Neuralink, the Start-up Behind Elon Musk’s Brain Implant, Raises an Additional $43M

Neuralink, the company founded by Elon Musk, which is developing implantable chips capable of reading brain waves, has secured an additional $43 million in venture capital, as per a filing with the SEC.

According to the filing published this week, the company increased its previous funding round, led by Peter Thiel’s Founders Fund, from $280 million to $323 million in early August. The filing indicates that thirty-two investors participated.

Although Neuralink has not recently disclosed its valuation, a Reuters report from June suggested the company was valued at approximately $5 billion after privately-executed stock trades.

Established in 2016, Neuralink has developed a sewing machine-like device capable of implanting ultra-thin threads inside the brain. These threads attach to a custom-designed chip containing electrodes that can read information from groups of neurons.

Implants for reading brain signals have been around for decades. However, Neuralink’s innovation lies in creating wireless implants and increasing the number of electrodes being implanted.

In May, Neuralink received FDA approval for human clinical trials after a previously rejected application, and opened its first human trials for recruitment under an investigational device exemption by the FDA.

Neuralink, however, is facing increasing scrutiny due to allegations of a toxic workplace culture and unethical research practices.
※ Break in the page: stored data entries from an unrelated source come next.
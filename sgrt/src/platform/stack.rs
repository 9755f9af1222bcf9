//! Facts about, and measurements of, the native call stack.

use std::hint::black_box;

/// Which direction does the CPU stack grow when more room is required?
#[allow(dead_code)]
#[derive(Debug, PartialEq)]
pub enum StackDirection {
    /// The CPU stack grows "upwards" i.e. growth changes it to a higher address.
    GrowsToHigherAddress,
    /// The CPU stack grows "downwards" i.e. growth changes it to a lower address.
    GrowsToLowerAddress,
}

/// Every target we support grows its stack downwards: the stack guard's limits are lower bounds.
pub const STACK_DIRECTION: StackDirection = StackDirection::GrowsToLowerAddress;

/// Return an approximation of the current stack pointer: the address of a local in a frame that
/// is never inlined.
#[inline(never)]
pub fn current_stack_position() -> usize {
    let marker = 0u8;
    black_box(&marker) as *const u8 as usize
}

/// Return a stack limit `size` bytes below the current stack position. If the stack is not that
/// deep, the limit is clamped to the lowest address that is still a sensible limit.
pub fn default_stack_limit(size: usize) -> usize {
    debug_assert_eq!(STACK_DIRECTION, StackDirection::GrowsToLowerAddress);
    // Address 0 is never a valid stack address, and a limit of 0 would mean "never overflows".
    current_stack_position().saturating_sub(size).max(1)
}

#[cfg(test)]
mod tests {
    use super::*;

    #[inline(never)]
    fn deeper(n: usize) -> usize {
        if n == 0 {
            current_stack_position()
        } else {
            black_box(deeper(n - 1))
        }
    }

    #[test]
    fn stack_grows_down() {
        let here = current_stack_position();
        assert!(deeper(16) < here);
    }

    #[test]
    fn limit_below_current_position() {
        let limit = default_stack_limit(64 * 1024);
        assert!(limit < current_stack_position());
        assert_eq!(default_stack_limit(usize::MAX), 1);
    }
}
An article in Fortune from January 2022 described a “culture of blame and fear” based on accounts from anonymous former employees, who reported that Musk frequently undercut management by encouraging junior employees to email issues and complaints to him directly. By August 2020, only three of the eight founding scientists remained at the company, a result of internal conflicts between rushed timelines and the slow pace of scientific progress.

In 2022, the Physicians Committee for Responsible Medicine (PCRM) alleged that Neuralink and its previous research partner, UC Davis, mistreated several monkeys involved in testing Neuralink hardware, subjecting them to psychological distress and chronic infections due to surgeries. Reports from both Reuters and Wired suggested that testing was rushed due to Musk’s demands for fast results, resulting in complications such as partial paralysis and brain swelling from the installation of electrodes.

For nearly a year, Neuralink was under federal investigation by the U.S. Department of Agriculture (USDA) for animal welfare violations. The USDA concluded that there was “no evidence” of animal welfare breaches in the startup’s trials, other than a previous, self-reported incident from 2019, although the PCRM disputed the results of the investigation.

In November 2023, U.S. lawmakers requested the SEC to investigate Neuralink for omitting details about the deaths of at least a dozen animals that were surgically fitted with its implants.